EXERCISE
Give the data again exactly, stopping after the "if serialization fails." line.

[Collected data]
□ □ □ □ □ □ □
// src/reporting/json.rs
use crate::error::Result;
use crate::types::AnalysisReport;

/// Serializes the full report, diagnostics included, as pretty JSON.
///
/// # Errors
/// Returns error if serialization fails.
pub fn render(report: &AnalysisReport) -> Result<String> {
    Ok(serde_json::to_string_pretty(report)?)
}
□ □ □ □ □ □ □
SOLUTION TO THIS EXERCISE
// src/reporting/json.rs
use crate::error::Result;
use crate::types::AnalysisReport;

/// Serializes the full report, diagnostics included, as pretty JSON.
///
/// # Errors
/// Returns error if serialization fails.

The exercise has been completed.